Graham Magnetics
- Type: Subsidiary of RBE Enterprises
- Industry: Magnetic tape
- Founded: 1964
- Headquarters: Graham, TX, USA
- Website: www.grahammagnetics.com

= Graham Magnetics =

Maker of computer storage tape

Graham Magnetics, Inc., was an American computer data storage company independently active from 1964 to 1995. Founded as Datatape, Inc., by 1966, it had opened its new magnetic tape factory in Graham, TX and changed its name to Graham Magnetics. Until the 1980s, Graham's primary product was half-inch, open-reel magnetic tape. Graham was the last manufacturer of open-reel 9-track tape, but ceased production at the end of 2001. Currently, as of 2007, Graham Magnetics buys used tape cartridges and reconditions them for reuse.
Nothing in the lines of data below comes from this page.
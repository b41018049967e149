//! Per-model-name mutual exclusion.

use parking_lot::Mutex;
use std::collections::HashMap;
use std::sync::Arc;

/// One mutex per model name, created on first use and dropped again once no
/// caller holds or waits on it, so the table only tracks names in flight.
///
/// The table lock is only held long enough to fetch or release the name's
/// mutex, so callers working on different names never wait on each other.
#[derive(Debug, Default)]
pub struct NameLocks {
    locks: Mutex<HashMap<String, Arc<Mutex<()>>>>,
}

impl NameLocks {
    pub fn new() -> Self {
        Self::default()
    }

    /// Run `f` while holding the lock for `name`.
    pub fn with_lock<T>(&self, name: &str, f: impl FnOnce() -> T) -> T {
        let slot = {
            let mut locks = self.locks.lock();
            Arc::clone(locks.entry(name.to_string()).or_default())
        };
        let out = {
            let _guard = slot.lock();
            f()
        };
        let mut locks = self.locks.lock();
        // only the table and this caller still reference the slot
        if Arc::strong_count(&slot) == 2 {
            locks.remove(name);
        }
        out
    }

    /// Names with a caller currently holding or waiting on their lock.
    pub fn len(&self) -> usize {
        self.locks.lock().len()
    }

    pub fn is_empty(&self) -> bool {
        self.len() == 0
    }
}

#[cfg(test)]
mod tests {
    use super::*;
    use std::sync::atomic::{AtomicUsize, Ordering};
    use std::sync::Barrier;
    use std::time::Duration;

    #[test]
    fn same_name_is_serialized() {
        let locks = NameLocks::new();
        let inside = AtomicUsize::new(0);
        let max_seen = AtomicUsize::new(0);
        std::thread::scope(|s| {
            for _ in 0..8 {
                s.spawn(|| {
                    locks.with_lock("noshow", || {
                        let now = inside.fetch_add(1, Ordering::SeqCst) + 1;
                        max_seen.fetch_max(now, Ordering::SeqCst);
                        std::thread::sleep(Duration::from_millis(2));
                        inside.fetch_sub(1, Ordering::SeqCst);
                    });
                });
            }
        });
        assert_eq!(max_seen.load(Ordering::SeqCst), 1);
        assert!(locks.is_empty());
    }

    #[test]
    fn different_names_run_in_parallel() {
        let locks = NameLocks::new();
        // Both closures must be inside their critical sections at the same
        // time for the barrier to release; a shared lock would deadlock here.
        let barrier = Barrier::new(2);
        std::thread::scope(|s| {
            s.spawn(|| locks.with_lock("a", || { barrier.wait(); }));
            s.spawn(|| locks.with_lock("b", || { barrier.wait(); }));
        });
        assert!(locks.is_empty());
    }

    #[test]
    fn idle_slots_are_released() {
        let locks = NameLocks::new();
        for i in 0..100 {
            let name = format!("model-{i}");
            locks.with_lock(&name, || assert_eq!(locks.len(), 1));
        }
        assert!(locks.is_empty());
    }

    #[test]
    fn waiter_keeps_slot_alive() {
        let locks = NameLocks::new();
        let holding = Barrier::new(2);
        let order = Mutex::new(Vec::new());
        std::thread::scope(|s| {
            s.spawn(|| {
                locks.with_lock("noshow", || {
                    holding.wait();
                    // give the second caller time to queue on this slot
                    std::thread::sleep(Duration::from_millis(50));
                    order.lock().push("first");
                })
            });
            s.spawn(|| {
                holding.wait();
                locks.with_lock("noshow", || order.lock().push("second"));
            });
        });
        assert_eq!(*order.lock(), vec!["first", "second"]);
        assert!(locks.is_empty());
    }
}
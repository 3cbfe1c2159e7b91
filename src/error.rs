use std::path::PathBuf;

/// Library-level structured errors for stale.
///
/// Use `thiserror` for structured errors that library consumers can match on.
/// The CLI binary wraps these with `anyhow` for rich context chains.
#[derive(Debug, thiserror::Error)]
pub enum StaleError {
	#[error("No Stalefile.toml found in {start} or any parent directory")]
	BuildfileNotFound { start: PathBuf },

	#[error("Failed to read buildfile: {path}")]
	ConfigReadError {
		path: PathBuf,
		#[source]
		source: std::io::Error,
	},

	#[error("Failed to parse buildfile: {path}")]
	ConfigParseError {
		path: PathBuf,
		#[source]
		source: toml::de::Error,
	},

	#[error("Rule {index} has an empty target")]
	EmptyTarget { index: usize },

	#[error("Invalid command template `{template}`: {reason}")]
	InvalidTemplate { template: String, reason: String },

	#[error("Unknown variable `{name}` in command template `{template}`")]
	UnknownVariable { name: String, template: String },

	#[error("Invalid variable assignment `{input}` (expected NAME=VALUE)")]
	InvalidVarAssignment { input: String },

	#[error("No rules declared, nothing to build")]
	NoRules,

	#[error("no rule to make dependency {dependency} needed to make target {target}")]
	UnresolvableDependency { dependency: String, target: String },

	#[error(
		"cannot instantiate `{pattern}`: {wildcards} wildcard(s) but {captures} capture(s)"
	)]
	CaptureArityMismatch {
		pattern: String,
		wildcards: usize,
		captures: usize,
	},

	#[error("dependency cycle detected: {chain}")]
	DependencyCycle { chain: String },

	#[error("Failed to create directory: {path}")]
	CreateDirFailed {
		path: PathBuf,
		#[source]
		source: std::io::Error,
	},

	#[error("Failed to list directory: {path}")]
	ListDirFailed {
		path: PathBuf,
		#[source]
		source: std::io::Error,
	},

	#[error("Failed to echo command: {command}")]
	EchoFailed {
		command: String,
		#[source]
		source: std::io::Error,
	},

	#[error("Command execution failed: {command}")]
	CommandFailed {
		command: String,
		#[source]
		source: std::io::Error,
	},

	#[error(
		"Command returned non-zero exit code: {command} (exit code: {})",
		describe_exit_code(.exit_code)
	)]
	ActionFailed {
		command: String,
		exit_code: Option<i32>,
	},

	#[error("Action for target {target} failed: {message}")]
	ActionError { target: String, message: String },
}

fn describe_exit_code(code: &Option<i32>) -> String {
	match code {
		Some(code) => code.to_string(),
		None => "killed by signal".to_string(),
	}
}

/// Result type alias using StaleError.
pub type Result<T> = std::result::Result<T, StaleError>;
For the period 1995–1999, Graham was a part of Anacomp Corp. During this time, Anacomp/Graham was the world leader in open-reel computer tape production and one of 3 major manufacturers of IBM 3480 Family tape cartridges. They sold tape under the Graham, Memorex, and other brands.

In 1999, Anacomp spun off the magnetic tape line of business as eMag Solutions. This included the Graham magnetics division. After ending 9-track magnetic tape production, Graham entered the business of recertifying tape cartridges. In 2006, the company developed a process for eradicating data from tape cartridges while preserving the servo tracks.

In 2007, eMag sold Graham to RBE Enterprises of Dallas, TX.